Die Frage, die wir uns oft stellen, wie man am besten Rückschläge umgeht, ist demnach völlig falsch. Man kann sie gar nicht umgehen. Die Frage sollte lieber heißen: Wie werde ich mit Rückschlägen fertig?

Vor allem sollte uns klar werden, dass Fehler nichts Negatives sind. Meistens denken wir uns sogar im Nachhinein: Hätte ich das nie gemacht, dann wäre etwas anderes gar nicht passiert.

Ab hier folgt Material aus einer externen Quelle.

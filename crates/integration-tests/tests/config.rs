mod harness;

use std::io::Write as _;

use harness::mock_anthropic::{MockAnthropic, Scenario};
use quill_config::Config;
use quill_llm::{AnthropicOptions, AnthropicPlugin, GenerateRequest, Message, ModelInfo, ModelSupports};
use tokio_util::sync::CancellationToken;

fn plugin_from_config(config: &Config) -> AnthropicPlugin {
    let plugin = AnthropicPlugin::new(AnthropicOptions {
        api_key: config.anthropic.api_key.clone(),
        base_url: config.anthropic.base_url.clone(),
        default_max_tokens: Some(config.anthropic.default_max_tokens),
    });
    plugin.init().unwrap();

    for (name, model) in &config.models {
        let info = ModelInfo {
            label: model.label.clone(),
            supports: ModelSupports::MULTIMODAL,
            versions: model.versions.clone(),
        };
        plugin.define_model(name, Some(info)).unwrap();
    }

    plugin
}

#[tokio::test]
async fn configured_model_and_limits_reach_the_wire() {
    let mock = MockAnthropic::start(Scenario::Text(vec!["configured"])).await.unwrap();

    let mut file = tempfile::NamedTempFile::new().unwrap();
    write!(
        file,
        r#"
default_model = "pinned-haiku"

[anthropic]
api_key = "sk-ant-from-config"
base_url = "{base_url}"
default_max_tokens = 300

[models.pinned-haiku]
label = "Pinned Haiku"
versions = ["claude-3-5-haiku-20241022"]
"#,
        base_url = mock.base_url()
    )
    .unwrap();

    let config = Config::load(file.path()).unwrap();
    let plugin = plugin_from_config(&config);

    let model_name = config.default_model.as_deref().unwrap();
    let model = plugin.model(model_name).unwrap();

    let response = model
        .generate(
            &GenerateRequest::new(vec![Message::user_text("Hi")]),
            None,
            &CancellationToken::new(),
        )
        .await
        .unwrap();

    assert_eq!(response.text(), "configured");

    let sent = &mock.requests()[0];
    assert_eq!(sent.api_key.as_deref(), Some("sk-ant-from-config"));
    assert_eq!(sent.body["model"], "claude-3-5-haiku-20241022");
    assert_eq!(sent.body["max_tokens"], 300);
}
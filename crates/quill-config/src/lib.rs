#![allow(clippy::must_use_candidate)]

pub mod anthropic;
mod env;
mod loader;
pub mod logging;
pub mod models;

use indexmap::IndexMap;
use serde::Deserialize;

pub use anthropic::AnthropicConfig;
pub use logging::{LogFormat, LoggingConfig};
pub use models::CustomModelConfig;

/// Top-level Quill configuration
#[derive(Debug, Default, Deserialize)]
#[serde(deny_unknown_fields)]
pub struct Config {
    /// Model used when none is given on the command line
    #[serde(default)]
    pub default_model: Option<String>,
    /// Anthropic plugin settings
    #[serde(default)]
    pub anthropic: AnthropicConfig,
    /// Additional models keyed by logical name
    #[serde(default)]
    pub models: IndexMap<String, CustomModelConfig>,
    /// Log output settings
    #[serde(default)]
    pub logging: LoggingConfig,
}

#[cfg(test)]
mod tests {
    use secrecy::ExposeSecret;

    use super::*;

    #[test]
    fn empty_config_uses_defaults() {
        let config: Config = toml::from_str("").unwrap();

        assert!(config.default_model.is_none());
        assert!(config.anthropic.api_key.is_none());
        assert_eq!(config.anthropic.default_max_tokens, 4096);
        assert!(config.models.is_empty());
        assert_eq!(config.logging.filter, "info");
        assert_eq!(config.logging.format, LogFormat::Text);
    }

    #[test]
    fn full_config_parses() {
        let config: Config = toml::from_str(
            r#"
            default_model = "claude-sonnet-4"

            [anthropic]
            api_key = "sk-ant-123"
            base_url = "http://localhost:9000/v1"
            default_max_tokens = 1024

            [models.pinned-haiku]
            label = "Pinned Haiku"
            versions = ["claude-3-5-haiku-20241022"]

            [models.bare]
            label = "Bare"

            [logging]
            filter = "quill=debug"
            format = "json"
            "#,
        )
        .unwrap();

        assert_eq!(config.default_model.as_deref(), Some("claude-sonnet-4"));
        assert_eq!(
            config.anthropic.api_key.as_ref().map(|key| key.expose_secret()),
            Some("sk-ant-123")
        );
        assert_eq!(
            config.anthropic.base_url.as_ref().map(url::Url::as_str),
            Some("http://localhost:9000/v1")
        );
        assert_eq!(config.anthropic.default_max_tokens, 1024);

        let names: Vec<&str> = config.models.keys().map(String::as_str).collect();
        assert_eq!(names, ["pinned-haiku", "bare"]);
        assert_eq!(config.models["pinned-haiku"].versions, ["claude-3-5-haiku-20241022"]);
        assert!(config.models["bare"].versions.is_empty());
        assert!(config.models["bare"].media);

        assert_eq!(config.logging.filter, "quill=debug");
        assert_eq!(config.logging.format, LogFormat::Json);
    }

    #[test]
    fn unknown_fields_are_rejected() {
        let err = toml::from_str::<Config>("[anthropic]\nmodel = \"x\"").unwrap_err();
        assert!(err.to_string().contains("unknown field"));
    }
}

Außerdem lohnt es sich nicht über die Vergangenheit Gedanken zu machen. Wenn wir etwas gemacht haben, dann können wir es sowieso nicht wieder rückgängig machen. Totale Zeitverschwendung. Wenn wir etwas Neues wagen, dann sollten wir uns schon gründlich Gedanken darüber machen. Der Satz >> Das hätte ich mal vorher wissen müssen << ist in dieser Angelegenheit nämlich total unpassend. Man kann es gar nicht vorher wissen, weil man einfach nicht weiß was passieren wird.

Entscheidungen, die vorher noch aussahen, als wären sie das beste, was einem passiert ist, werden schließlich zu unserem größten Albtraum. Aber ist es das wirklich? Oder ist es in diesem Moment einfach nur unsere Sicht auf die Dinge?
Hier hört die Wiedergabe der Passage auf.